Его отмыли, доставили в бухгалтерию ЦК, где выяснилось, что он не помнит слов «отчёт», «балансовая стоимость», «квалифицируемый актив» и даже «корректирующие события после даты баланса». Собрали Политбюро, и Хрущёв посоветовался с товарищами по проблеме отсутствия квартального отчёта, на что коллектив единогласно заржал, а товарищ Косыгин напомнил, что сдавать отчёт некуда и некому. Разве что в Белый дом для смеха.
После чего напечатали приказ «о возбуждении уголовного дела против Бронштейна Микаэла Абрамовича», и суд, чтобы не обидеть хороших людей из ЦК, посадил его всего на семь лет. Вышел Микаэл по амнистии через пару годочков, но даже в тюрьме очень большие люди из друзей з/к не смогли найти лазейку, в которые пролезли бы миллиарды Бронштейна и осели в банках США.
– Живи тут, Михась, – посоветовал бывший главбух НИИ сельского хозяйства и растениеводства из Минска Барсукович, который ободрал казну всего на тридцать два миллиона. – Сделай из бумажек золото и алмазы, закопай их в железных ящиках в деревнях наших республик. В степях, лесах и на побережьях. Пометь погреба настоящими могильными коробами из жести. Оградку поставь, цветы из бумаги повесь и напиши, что тут разбился шофер или мотоциклист. Копать никто не будет. И живи себе. У нас социализм, слава богу, дозволяет покедова творить всё, что захочешь. И людей умных с идеями – девать некуда. А потом на просторы СССР всё одно капитализм придёт. Как бухгалтер бухгалтеру говорю. Всё остальное не для людей. Идеи, патриотизм, слава Ленину. Людям нужны деньги, деньги и очень много денег. Свои заводы, фермы, фабрики, самолёты-пароходы. Прибыль постоянная нужна. Люди – самые жадные звери, Михась. Вот когда капитализм тут поселится – ты и слиняешь в Штаты. И денежки переведешь в любой банк мира легко, как по почте письма шлёшь сестрёнке в Архангельск.
– В Астрахань. Там сестрёнка. Вот только дожить бы, – Бронштейн задумался и запечалился.
– Дотянем. Недолго уже, – подбодрил его коллега из Минска. – Не мы, так дети наши.
Вышел Микаэл на волю 14 октября шестьдесят четвертого, отдохнул неделю, книжки всякие почитал, буквы вспомнил, цифры. Ожил, в общем. И пошел обратно в ЦК. Устраиваться на работу.
Записался на приём к Хрущёву не получилось.
– Съели Микитку свои, – сказал ему на ухо Дерябин. Зам его в прошлом, а теперь главбух. Пишись теперь к Брежневу. Лёню помнишь? Мы с ним гурьбой в шестидесятом в Сибирь летали. На охоту. Перепились, правда. После этого никто в подставного кабана не попал.
Микаэл Абрамович вспомнил и развеселился.
– Пойду запишусь. Примет. Попрошусь к тебе заместителем.

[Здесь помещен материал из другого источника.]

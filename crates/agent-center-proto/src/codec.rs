//! Codec for encoding/decoding agent frames

use bytes::{Bytes, BytesMut};
use serde::{de::DeserializeOwned, Serialize};
use thiserror::Error;

/// Codec errors
#[derive(Debug, Error)]
pub enum CodecError {
    #[error("Serialization error: {0}")]
    SerializationError(#[from] bincode::Error),

    #[error("Frame too large: {0} bytes")]
    FrameTooLarge(usize),
}

/// Length-prefixed bincode codec shared by both directions of the stream
pub struct FrameCodec;

impl FrameCodec {
    /// Maximum frame size (16MB)
    pub const MAX_FRAME_SIZE: usize = crate::MAX_FRAME_SIZE as usize;

    /// Encode a frame to bytes
    ///
    /// Format: [length: u32][payload: bincode serialized frame]
    pub fn encode<T: Serialize>(frame: &T) -> Result<Bytes, CodecError> {
        let payload = bincode::serialize(frame)?;

        if payload.len() > Self::MAX_FRAME_SIZE {
            return Err(CodecError::FrameTooLarge(payload.len()));
        }

        let mut buf = BytesMut::with_capacity(4 + payload.len());
        buf.extend_from_slice(&(payload.len() as u32).to_be_bytes());
        buf.extend_from_slice(&payload);

        Ok(buf.freeze())
    }

    /// Decode a frame from bytes
    ///
    /// Returns Ok(Some(frame)) if a complete frame was decoded,
    /// Ok(None) if more data is needed,
    /// Err on error
    pub fn decode<T: DeserializeOwned>(buf: &mut BytesMut) -> Result<Option<T>, CodecError> {
        if buf.len() < 4 {
            return Ok(None);
        }

        let mut length_bytes = [0u8; 4];
        length_bytes.copy_from_slice(&buf[..4]);
        let length = u32::from_be_bytes(length_bytes) as usize;

        if length > Self::MAX_FRAME_SIZE {
            return Err(CodecError::FrameTooLarge(length));
        }

        if buf.len() < 4 + length {
            return Ok(None);
        }

        let _ = buf.split_to(4);
        let frame_bytes = buf.split_to(length);

        let frame: T = bincode::deserialize(&frame_bytes)?;

        Ok(Some(frame))
    }
}
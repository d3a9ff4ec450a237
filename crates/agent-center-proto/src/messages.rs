//! Protocol frame types

use serde::{Deserialize, Serialize};
use std::collections::HashMap;

/// A single telemetry record produced by an agent or one of its plugins
#[derive(Debug, Clone, Default, Serialize, Deserialize, PartialEq)]
pub struct Record {
    /// Record type (e.g. 1000 for the agent heartbeat)
    pub data_type: i32,
    /// Unix timestamp (seconds) at which the record was produced
    pub timestamp: i64,
    /// Flat key/value payload; contents are opaque to the agent center
    pub fields: HashMap<String, String>,
}

impl Record {
    pub fn new(data_type: i32, timestamp: i64) -> Self {
        Self {
            data_type,
            timestamp,
            fields: HashMap::new(),
        }
    }

    /// Builder-style field insertion
    pub fn with_field(mut self, key: impl Into<String>, value: impl Into<String>) -> Self {
        self.fields.insert(key.into(), value.into());
        self
    }

    pub fn field(&self, key: &str) -> Option<&str> {
        self.fields.get(key).map(String::as_str)
    }
}

/// Inbound frame (agent -> agent center)
///
/// The first frame of every stream doubles as the handshake: it must carry
/// the agent ID, tenant auth code and agent version.
#[derive(Debug, Clone, Default, Serialize, Deserialize, PartialEq)]
pub struct AgentFrame {
    pub agent_id: String,
    pub tenant_auth_code: String,
    pub version: String,
    pub hostname: String,
    pub product: String,
    pub intranet_ipv4: Vec<String>,
    pub extranet_ipv4: Vec<String>,
    pub intranet_ipv6: Vec<String>,
    pub extranet_ipv6: Vec<String>,
    pub records: Vec<Record>,
}

impl AgentFrame {
    /// Create a frame carrying only the handshake identity
    pub fn handshake(
        agent_id: impl Into<String>,
        tenant_auth_code: impl Into<String>,
        version: impl Into<String>,
    ) -> Self {
        Self {
            agent_id: agent_id.into(),
            tenant_auth_code: tenant_auth_code.into(),
            version: version.into(),
            ..Default::default()
        }
    }

    pub fn with_record(mut self, record: Record) -> Self {
        self.records.push(record);
        self
    }
}

/// A task addressed to one of the agent's plugins
#[derive(Debug, Clone, Default, Serialize, Deserialize, PartialEq)]
pub struct PluginTask {
    pub data_type: i32,
    pub object_name: String,
    pub data: String,
    /// Correlation token echoed back by the plugin
    pub token: String,
}

/// Desired plugin configuration pushed to an agent
#[derive(Debug, Clone, Default, Serialize, Deserialize, PartialEq)]
pub struct PluginConfig {
    pub name: String,
    pub plugin_type: String,
    pub version: String,
    pub sha256: String,
    pub signature: String,
    pub download_urls: Vec<String>,
    pub detail: String,
}

/// Outbound frame (agent center -> agent)
#[derive(Debug, Clone, Default, Serialize, Deserialize, PartialEq)]
pub struct AgentCommand {
    /// Agent-level control code (0 = none)
    pub agent_ctrl: i32,
    pub task: Option<PluginTask>,
    pub configs: Vec<PluginConfig>,
}

impl AgentCommand {
    pub fn control(agent_ctrl: i32) -> Self {
        Self {
            agent_ctrl,
            ..Default::default()
        }
    }

    pub fn task(task: PluginTask) -> Self {
        Self {
            task: Some(task),
            ..Default::default()
        }
    }
}
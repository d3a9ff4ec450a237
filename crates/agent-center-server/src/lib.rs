//! Agent Center server
//!
//! Accepts agent streams on a transport listener and runs one transfer
//! session per stream against a shared admission gate and connection
//! registry, and exposes a manager-facing HTTP API over the same state.

pub mod api;
pub mod config;
pub mod server;

pub use api::{serve_api, ApiState, CommandRequest, ConnectionList, ConnectionView};
pub use config::{ConfigError, ServerConfig};
pub use server::{AgentCenter, ServerError};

Леонид Ильич долго изучал дело Бронштейна. Курил «Казбек». Одну за другой длинной папироской.
– Троцкий тебе кем был? – воткнул он окурок в круглую пепельницу из красного дерева и взметнул вверх огромные брови.
– Дядя по маминой линии. Но я с ним один раз виделся. В двадцать девятом году провожали его с семьёй в Турцию на Принцевы острова все родственники, – Бронштейн утер пот со лба рукавом и по глазам Брежнева понял, что Троцкого он не любит даже после августа сорокового года, когда Меркадер умертвил его ледорубом.